▶ _Prompt_
Your answer should be the data below, reproduced with nothing changed.

===== Extracted material

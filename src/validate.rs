//! The validation gate: admission rules for submitted files.
//!
//! Validation is all-or-nothing per submission. If any file in the
//! newly submitted set fails a rule, the whole submission is rejected
//! with a single error naming the violated rule, and the previously
//! accepted batch (if any) is left untouched. Only metadata is
//! inspected; file content is never opened here.

use mediabatch_common::{MediaKind, SourceFile, ValidationError};

/// Validate a submitted set of files against the rules for `kind`.
///
/// Rules:
/// - every file's MIME type must match the kind (`image/` or `video/` prefix)
/// - every file must be within the kind's size limit
///   (20 MiB for images, 200 MiB for videos)
///
/// # Errors
///
/// Returns the first violation found; no partial admission.
pub fn validate_submission(
    kind: MediaKind,
    files: &[SourceFile],
) -> Result<(), ValidationError> {
    if files.is_empty() {
        return Err(ValidationError::Empty);
    }

    for file in files {
        if !kind.matches_mime(&file.mime) {
            return Err(ValidationError::WrongKind {
                name: file.name.clone(),
                mime: file.mime.clone(),
                expected: kind,
            });
        }
        if file.size() > kind.size_limit() {
            return Err(ValidationError::TooLarge {
                name: file.name.clone(),
                size: file.size(),
                limit: kind.size_limit(),
            });
        }
    }

    Ok(())
}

==========

▶ _Output below_
filename src/validate.rs
//! The validation gate: admission rules for submitted files.
//!
//! Validation is all-or-nothing per submission. If any file in the
//! newly submitted set fails a rule, the whole submission is rejected
//! with a single error naming the violated rule, and the previously
//! accepted batch (if any) is left untouched. Only metadata is
//! inspected; file content is never opened here.

use mediabatch_common::{MediaKind, SourceFile, ValidationError};

/// Validate a submitted set of files against the rules for `kind`.
///
/// Rules:
/// - every file's MIME type must match the kind (`image/` or `video/` prefix)
/// - every file must be within the kind's size limit
///   (20 MiB for images, 200 MiB for videos)
///
/// # Errors
///
/// Returns the first violation found; no partial admission.
pub fn validate_submission(
    kind: MediaKind,
    files: &[SourceFile],
) -> Result<(), ValidationError> {
    if files.is_empty() {
        return Err(ValidationError::Empty);
    }

    for file in files {
        if !kind.matches_mime(&file.mime) {
            return Err(ValidationError::WrongKind {
                name: file.name.clone(),
                mime: file.mime.clone(),
                expected: kind,
            });
        }
        if file.size() > kind.size_limit() {
            return Err(ValidationError::TooLarge {
                name: file.name.clone(),
                size: file.size(),
                limit: kind.size_limit(),
            });
        }
    }

    Ok(())
}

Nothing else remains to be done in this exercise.